Work to complete:
Output each line of the data word for word, from the first through the line that holds "const PRICE_MERGE_EPSILON: f64 = 1e-9;", and leave off whatever follows.

Stored data:
■ ■ ■

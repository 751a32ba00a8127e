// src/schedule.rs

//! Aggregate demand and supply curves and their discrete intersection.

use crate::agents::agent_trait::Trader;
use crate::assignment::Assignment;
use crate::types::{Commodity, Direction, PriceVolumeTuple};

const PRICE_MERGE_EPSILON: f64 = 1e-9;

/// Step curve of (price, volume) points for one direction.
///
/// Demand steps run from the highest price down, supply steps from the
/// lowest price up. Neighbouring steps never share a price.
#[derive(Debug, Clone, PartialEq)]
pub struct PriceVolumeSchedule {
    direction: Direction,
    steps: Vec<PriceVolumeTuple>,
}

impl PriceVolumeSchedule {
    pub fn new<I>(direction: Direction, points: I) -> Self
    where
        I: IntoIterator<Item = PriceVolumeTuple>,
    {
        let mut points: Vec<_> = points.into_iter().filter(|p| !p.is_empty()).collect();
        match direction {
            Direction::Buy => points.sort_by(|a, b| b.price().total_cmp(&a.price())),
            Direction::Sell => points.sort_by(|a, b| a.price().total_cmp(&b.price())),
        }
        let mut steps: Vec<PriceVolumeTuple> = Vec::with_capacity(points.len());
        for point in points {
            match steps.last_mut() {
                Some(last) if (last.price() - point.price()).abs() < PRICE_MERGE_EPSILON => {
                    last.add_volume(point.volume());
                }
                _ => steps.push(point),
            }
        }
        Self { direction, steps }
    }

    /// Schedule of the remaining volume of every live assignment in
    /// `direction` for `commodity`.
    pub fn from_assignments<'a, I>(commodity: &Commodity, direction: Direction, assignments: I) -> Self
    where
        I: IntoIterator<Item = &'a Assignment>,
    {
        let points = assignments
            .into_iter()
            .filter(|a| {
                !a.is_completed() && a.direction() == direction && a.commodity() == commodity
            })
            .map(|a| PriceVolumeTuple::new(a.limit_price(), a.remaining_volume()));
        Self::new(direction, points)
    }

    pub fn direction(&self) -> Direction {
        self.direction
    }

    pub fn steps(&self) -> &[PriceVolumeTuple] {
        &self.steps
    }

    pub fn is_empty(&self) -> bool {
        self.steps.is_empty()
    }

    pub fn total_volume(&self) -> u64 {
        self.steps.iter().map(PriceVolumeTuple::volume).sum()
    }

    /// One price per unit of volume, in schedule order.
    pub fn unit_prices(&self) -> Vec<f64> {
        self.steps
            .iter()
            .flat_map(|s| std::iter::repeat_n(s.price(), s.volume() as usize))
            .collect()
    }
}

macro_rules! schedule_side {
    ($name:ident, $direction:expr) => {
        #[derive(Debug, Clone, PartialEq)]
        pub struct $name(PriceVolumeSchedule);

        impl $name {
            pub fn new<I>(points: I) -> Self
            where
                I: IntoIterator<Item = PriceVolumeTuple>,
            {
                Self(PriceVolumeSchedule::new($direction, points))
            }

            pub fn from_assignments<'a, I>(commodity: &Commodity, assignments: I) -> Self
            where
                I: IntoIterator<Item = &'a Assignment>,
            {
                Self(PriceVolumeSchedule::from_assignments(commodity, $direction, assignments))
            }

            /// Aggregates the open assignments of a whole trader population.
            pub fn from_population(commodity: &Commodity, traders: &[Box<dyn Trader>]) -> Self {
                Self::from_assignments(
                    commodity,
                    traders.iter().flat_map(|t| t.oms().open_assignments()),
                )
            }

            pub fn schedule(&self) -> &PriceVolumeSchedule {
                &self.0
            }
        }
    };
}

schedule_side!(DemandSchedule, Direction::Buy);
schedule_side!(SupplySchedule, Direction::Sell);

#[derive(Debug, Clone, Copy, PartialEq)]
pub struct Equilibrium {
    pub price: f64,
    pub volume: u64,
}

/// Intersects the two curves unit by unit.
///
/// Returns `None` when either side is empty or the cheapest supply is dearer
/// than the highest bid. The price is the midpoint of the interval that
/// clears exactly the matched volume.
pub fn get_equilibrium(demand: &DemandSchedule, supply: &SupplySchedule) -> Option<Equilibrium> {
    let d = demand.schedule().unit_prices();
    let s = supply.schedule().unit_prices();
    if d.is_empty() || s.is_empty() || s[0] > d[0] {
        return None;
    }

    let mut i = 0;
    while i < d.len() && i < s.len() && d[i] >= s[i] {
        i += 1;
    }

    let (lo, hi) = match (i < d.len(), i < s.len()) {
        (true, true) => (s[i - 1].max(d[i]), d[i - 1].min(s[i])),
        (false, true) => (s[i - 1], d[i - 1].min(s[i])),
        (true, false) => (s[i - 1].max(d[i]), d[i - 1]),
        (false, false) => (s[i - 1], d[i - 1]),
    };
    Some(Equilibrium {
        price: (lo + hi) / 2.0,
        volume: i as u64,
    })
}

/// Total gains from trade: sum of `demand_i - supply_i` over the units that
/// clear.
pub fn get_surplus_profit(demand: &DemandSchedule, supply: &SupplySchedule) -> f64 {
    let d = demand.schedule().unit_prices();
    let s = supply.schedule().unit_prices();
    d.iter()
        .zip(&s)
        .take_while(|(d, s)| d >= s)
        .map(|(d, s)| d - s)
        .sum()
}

■ ■ ■

Your response:
repository 751a32ba00a8127e
// src/schedule.rs

//! Aggregate demand and supply curves and their discrete intersection.

use crate::agents::agent_trait::Trader;
use crate::assignment::Assignment;
use crate::types::{Commodity, Direction, PriceVolumeTuple};

const PRICE_MERGE_EPSILON: f64 = 1e-9;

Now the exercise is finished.